1. Ketuhanan dengan kewajiban menjalankan syariat Islam bagi pemeluk-pemeluknya
2. Menurut dasar kemanusiaan yang adil dan beradab
Persatuan Indonesia
4. Dan kerakyatan yang dipimpin oleh hikmat kebijaksanaan dalam permusyawaratan
perwakilan
5. Serta dengan mewujudkan keadilan sosial bagi seluruh rakyat Indonesia

Piagam Jakarta berisi pengesahan Pancasila sebagai dasar negara dengan penambahan pada
sila pertama sehingga menjadi: "Percaya kepada Tuhan dengan kewajiban menjalankan
syariat Islam bagi pemeluk-pemeluknya." Kesepakatan tersebut sempat ditolak kalangan
nasionalis sekuler, namun akhirnya dapat diterima setelah Sukarno menyerukan agar kedua
belah pihak bersedia berkorban demi persatuan bangsa. Namun sehari setelah Proklamasi
Kemerdekaan, kesepakatan ini digugurkan atas usul Hatta berdasarkan laporan dari seorang
perwira Angkatan Laut Jepang yang menyatakan bahwa orang-orang Kristiani di wilayah timur
Indonesia tidak akan bergabung dengan RI jika unsur-unsur formalistik Islam dalam Piagam
Jakarta tidak dihapus. Usulan Hatta ini disepakati oleh beberapa tokoh Islam, sehingga tujuh
kata dalam Piagam Jakarta dihapus dan Sila Pertama berbunyi "Ketuhanan Yang Maha Esa."
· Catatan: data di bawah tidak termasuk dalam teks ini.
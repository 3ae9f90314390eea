//! Tool name patterns
//!
//! Regex matching for `denied_tools_regex`. Strict construction is used by
//! profile validation; the lenient form is used at runtime, where an invalid
//! pattern is logged and dropped so it matches nothing.

use crate::error::ConfigError;
use regex::Regex;
use tracing::warn;

/// Compiled pattern matcher
#[derive(Debug, Clone, Default)]
pub struct PatternMatcher {
    patterns: Vec<CompiledPattern>,
}

#[derive(Debug, Clone)]
struct CompiledPattern {
    source: String,
    regex: Regex,
}

impl PatternMatcher {
    /// Compile every pattern, failing on the first invalid one
    pub fn new(patterns: &[String]) -> Result<Self, ConfigError> {
        let mut compiled = Vec::with_capacity(patterns.len());

        for pattern in patterns {
            let regex = Regex::new(pattern).map_err(|e| ConfigError::InvalidPattern {
                pattern: pattern.clone(),
                reason: e.to_string(),
            })?;

            compiled.push(CompiledPattern {
                source: pattern.clone(),
                regex,
            });
        }

        Ok(Self { patterns: compiled })
    }

    /// Compile what compiles; invalid patterns are skipped with a warning
    pub fn lenient(patterns: &[String]) -> Self {
        let compiled = patterns
            .iter()
            .filter(|p| !p.trim().is_empty())
            .filter_map(|pattern| match Regex::new(pattern) {
                Ok(regex) => Some(CompiledPattern {
                    source: pattern.clone(),
                    regex,
                }),
                Err(e) => {
                    warn!(
                        pattern = %pattern,
                        error = %e,
                        "Invalid denied tools regex, ignoring it"
                    );
                    None
                }
            })
            .collect();

        Self { patterns: compiled }
    }

    /// Create an empty pattern matcher (matches nothing)
    pub fn empty() -> Self {
        Self::default()
    }

    /// Check if a tool name matches any pattern
    pub fn matches(&self, tool_name: &str) -> bool {
        self.find_match(tool_name).is_some()
    }

    /// Check if a tool name matches any pattern, returning the matching pattern
    pub fn find_match(&self, tool_name: &str) -> Option<&str> {
        self.patterns
            .iter()
            .find(|p| p.regex.is_match(tool_name))
            .map(|p| p.source.as_str())
    }

    pub fn is_empty(&self) -> bool {
        self.patterns.is_empty()
    }

    pub fn len(&self) -> usize {
        self.patterns.len()
    }
}

#[cfg(test)]
mod tests {
    use super::*;

    #[test]
    fn test_empty_matcher() {
        let matcher = PatternMatcher::empty();
        assert!(!matcher.matches("browse_projects"));
        assert!(matcher.is_empty());
    }

    #[test]
    fn test_prefix_match() {
        let matcher = PatternMatcher::new(&["^manage_".to_string()]).unwrap();
        assert!(matcher.matches("manage_release"));
        assert!(matcher.matches("manage_files"));
        assert!(!matcher.matches("browse_releases"));
    }

    #[test]
    fn test_find_match() {
        let matcher =
            PatternMatcher::new(&["^manage_".to_string(), "webhook".to_string()]).unwrap();

        assert_eq!(matcher.find_match("manage_ref"), Some("^manage_"));
        assert_eq!(matcher.find_match("list_webhooks"), Some("webhook"));
        assert_eq!(matcher.find_match("browse_refs"), None);
    }

    #[test]
    fn test_invalid_pattern_strict() {
        let result = PatternMatcher::new(&["[invalid".to_string()]);
        assert!(matches!(
            result.unwrap_err(),
            ConfigError::InvalidPattern { .. }
        ));
    }

    #[test]
    fn test_invalid_pattern_lenient_matches_nothing() {
        let matcher = PatternMatcher::lenient(&["[invalid".to_string()]);
        assert!(matcher.is_empty());
        assert!(!matcher.matches("[invalid"));

        let matcher = PatternMatcher::lenient(&["(".to_string(), "^delete".to_string()]);
        assert_eq!(matcher.len(), 1);
        assert!(matcher.matches("delete_thing"));
    }
}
Tokoh-tokoh Islam yang dimintai persetujuan itu adalah Ki Bagus Hadikusumo, Wahid Hasyim,
Kasman Singodimejo, dan Teuku Mohammad Hassan. berdasarkan sebuah penelitian
(Anshari: 1983, 48), Wahid Hasyim pada saat itu sebenarnya tidak hadir, meskipun Hatta
menyatakan bahwa Wahid Hasyim turut hadir. Mengenai Mohammad Hassan, dapat
dipahami jika ia menerima penghapusan "tujuh kata" tersebut mengingat ia sama sekali tidak
bisa dimasukkan dalam kelompok nasionalis Islam, dan apalagi ia sama sekali tidak terlibat
dalam BPUPKI maupun Panitia 9.
Jadi penyelesaian secara Indonesia dari masalah ideologis bukanlah suatu konstitusi yang
mempergunakan idiom-idiom khas Islam, tetapi penerimaan nilai-nilai spiritual milik
bersama (Bolland: 1985, 40-41). Namun demikian, konsep ini dapat dianggap sebagai suatu
konsep yang pada dasarnya bersifat Islami, tetapi telah dilepaskan dari ajaran agama agar
bisa diterima oleh kalangan non-Muslim (Nieuwenhuijze: 1958, 208). Dan salah satu tokoh
yang berperan penting dalam kompromi politik-ideologis itu adalah Ki Bagus Hadikusumo.